Wu Sheng, Cai Jungang, Wang Hong, Zhang Hongwei, Yang Weige
Department of General Surgery, Zhongshan Hospital, Qingpu Branch, Fudan University, Shanghai, People's Republic of China.
PLoS One. 2013 Aug 15;8(8):e72526. doi: 10.1371/journal.pone.0072526. eCollection 2013.

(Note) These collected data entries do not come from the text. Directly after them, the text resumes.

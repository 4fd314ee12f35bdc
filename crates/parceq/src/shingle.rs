//! Term shingling.
//!
//! A shingle is an n-gram of consecutive terms joined into a single new term. Shingling a run
//! lets a retrieval engine reward documents where query words appear next to each other.

use std::iter;

use crate::{
    expression::{Expression, Operator},
    term::{Term, TermAllocator},
};

/// Expands a term run into an OR of the run and its shingles up to `max_order`.
///
/// For `[a, b, c, d]` and `max_order = 3` the result is
/// `OR([a b c d], [a_b b_c c_d], [a_b_c b_c_d])`, where each shingle is a freshly allocated
/// term whose value joins the window with `separator`. All order-2 terms are allocated before
/// any order-3 term. Orders with no complete window are omitted; when none remain (a
/// one-term run, or `max_order < 2`) the run is returned unchanged.
pub fn shingle(
    terms: &[Term],
    max_order: usize,
    separator: &str,
    allocator: &mut TermAllocator,
) -> Expression {
    let original = Expression::terms(terms.to_vec());
    let orders: Vec<Expression> = (2..=max_order)
        .map(|order| shingle_order(terms, order, separator, allocator))
        .take_while(|run| !run.is_noop())
        .collect();

    if orders.is_empty() {
        return original;
    }
    log::trace!(
        "shingled {} terms into {} extra orders",
        terms.len(),
        orders.len()
    );
    Expression::compound(Operator::Or, iter::once(original).chain(orders))
}

/// Builds the run of all order-`order` shingles, or the no-op expression if the run is
/// shorter than `order`.
fn shingle_order(
    terms: &[Term],
    order: usize,
    separator: &str,
    allocator: &mut TermAllocator,
) -> Expression {
    let shingles = terms
        .windows(order)
        .map(|window| {
            let value = window
                .iter()
                .map(Term::value)
                .collect::<Vec<_>>()
                .join(separator);
            allocator.create_derived_term(value, window)
        })
        .collect();
    Expression::terms(shingles)
}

Genome-wide association studies have identified SNP rs11249433 at chromosome 1p11 as a new breast cancer (BC) susceptibility locus in populations of European descent. Since then, the relationship between 1p11- rs11249433 and breast cancer has been reported in various ethnic groups; however, these studies have yielded inconsistent results. To investigate this inconsistency, we performed a meta-analysis of 15 studies involving a total of 90,154 cases and 137,238 controls for 1p11-rs11249433 polymorphism to evaluate its effect on genetic susceptibility for breast cancer. An overall random effects odds ratio of 1.09 (95% CI: 1.06-1.12, P<10(-5)) was found for rs11249433-G variant. Significant results were also observed for heterozygous (OR=1.09, 95% CI: 1.05-1.12, P<10(-5)) and homozygote (OR=1.14, 95% CI: 1.08-1.21, P<10(-5)). There was strong evidence of heterogeneity, which largely disappeared after stratification by ethnicity. After stratified by ethnicity, significant associations were found among Caucasians. However, no significant associations were detected among East Asian and African populations. In addition, we found that rs11249433 polymorphism on 1p11 confer risk, exclusively for ER-positive tumors with per-allele OR of 1.13 (95% CI: 1.08-1.18; P <10(-5)) compared to ER-negative tumors of 1.01 (95% CI: 0.98-1.04; P=0.49). Similar results were also observed when stratified by PR status. Our findings demonstrated that rs11249433-G allele is a risk-conferring factor for the development of breast cancer, especially in Caucasians.
全基因组关联研究已确定1号染色体1p11上的单核苷酸多态性(SNP)rs11249433是欧洲血统人群中一个新的乳腺癌(BC)易感位点。自那时起,1p11 - rs11249433与乳腺癌之间的关系已在不同种族群体中得到报道;然而,这些研究结果并不一致。为了探究这种不一致性,我们对15项研究进行了荟萃分析,这些研究共纳入了90154例病例和137238例对照,以评估1p11 - rs11249433多态性对乳腺癌遗传易感性的影响。对于rs11249433 - G变异体,总体随机效应比值比为1.09(95%置信区间:1.06 - 1.12,P < 10⁻⁵)。杂合子(比值比 = 1.09,95%置信区间:1.05 - 1.12,P < 10⁻⁵)和纯合子(比值比 = 1.14,95%置信区间:1.08 - 1.21,P < 10⁻⁵)也观察到显著结果。有强有力的证据表明存在异质性,按种族分层后这种异质性在很大程度上消失了。按种族分层后,在白种人中发现了显著关联。然而,在东亚和非洲人群中未检测到显著关联。此外,我们发现1p11上的rs11249433多态性仅对雌激素受体(ER)阳性肿瘤具有风险,与ER阴性肿瘤相比,每等位基因的比值比为1.13(95%置信区间:1.08 - 1.18;P < 10⁻⁵),而ER阴性肿瘤的比值比为1.01(95%置信区间:0.98 - 1.04;P = 0.49)。按孕激素受体(PR)状态分层时也观察到类似结果。我们的研究结果表明,rs11249433 - G等位基因是乳腺癌发生的一个风险因素,尤其是在白种人中。